* [Task objective] Give again, word for word, every line in the entries below from the line with "retry of the" up to and including the line with "use dsp_session::transport::TransportId;", and no other line.

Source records
^^^^^^^^

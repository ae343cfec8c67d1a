// SPDX-License-Identifier: Apache-2.0 OR MIT
// Copyright (c) 2025-2026 naskel.com
//
// Seed scenario: a command is sent on transport T1, which resets before its
// response arrives. The initiator retries the same command -- same
// ExchangeID, same SlotSN -- over transport T2. The target recognizes it as
// a retry of the already-registered exchange rather than a fresh command,
// and the initiator's single completion future resolves exactly once.

use dsp_session::channel::{InitiatorChannel, RequestOutcome, TargetChannel};
use dsp_session::transport::scheduler::{Candidate, SchedulerKind};
use dsp_session::transport::TransportId;

fn candidates(id: u64) -> Vec<Candidate> {
    vec![Candidate {
        id: TransportId(id),
        queue_depth: 0,
    }]
}

#[tokio::test]
async fn retry_after_transport_reset_is_recognized_and_completes_once() {
    let initiator = InitiatorChannel::new(4, SchedulerKind::RoundRobin);
    let target = TargetChannel::new(4);

    let (first, rx) = initiator.submit(&candidates(1)).unwrap();
    assert_eq!(first.transport, TransportId(1));

    let first_outcome = target
        .dispatch_command_request(
            first.exchange_id,
            first.slot_id,
            first.slot_sn,
            first.command_sn,
            3,
            first.transport,
        )
        .unwrap();
    assert!(matches!(first_outcome, RequestOutcome::Enter { .. }));

    // T1 resets here; no response ever arrives for the first attempt.

    let retried = initiator
        .retry(first.exchange_id, &candidates(2))
        .expect("command still pending, retry should succeed");
    assert_eq!(retried.exchange_id, first.exchange_id);
    assert_eq!(retried.slot_sn, first.slot_sn);
    assert_eq!(retried.transport, TransportId(2));

    let retry_outcome = target
        .dispatch_command_request(
            retried.exchange_id,
            retried.slot_id,
            retried.slot_sn,
            retried.command_sn,
            3,
            retried.transport,
        )
        .unwrap();
    assert!(matches!(retry_outcome, RequestOutcome::Retry { cached: None }));
    assert_eq!(target.registered_count(), 1);

    target.dispatch_response(retried.exchange_id, b"done".to_vec());
    initiator.complete(retried.exchange_id, b"done".to_vec());

    assert_eq!(rx.await.unwrap().unwrap(), b"done");
    assert_eq!(initiator.pending_count(), 0);
    assert_eq!(initiator.stats().retries, 1);
}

^^^^^^^^

* [Answer space]
// a retry of the already-registered exchange rather than a fresh command,
// and the initiator's single completion future resolves exactly once.

use dsp_session::channel::{InitiatorChannel, RequestOutcome, TargetChannel};
use dsp_session::transport::scheduler::{Candidate, SchedulerKind};
use dsp_session::transport::TransportId;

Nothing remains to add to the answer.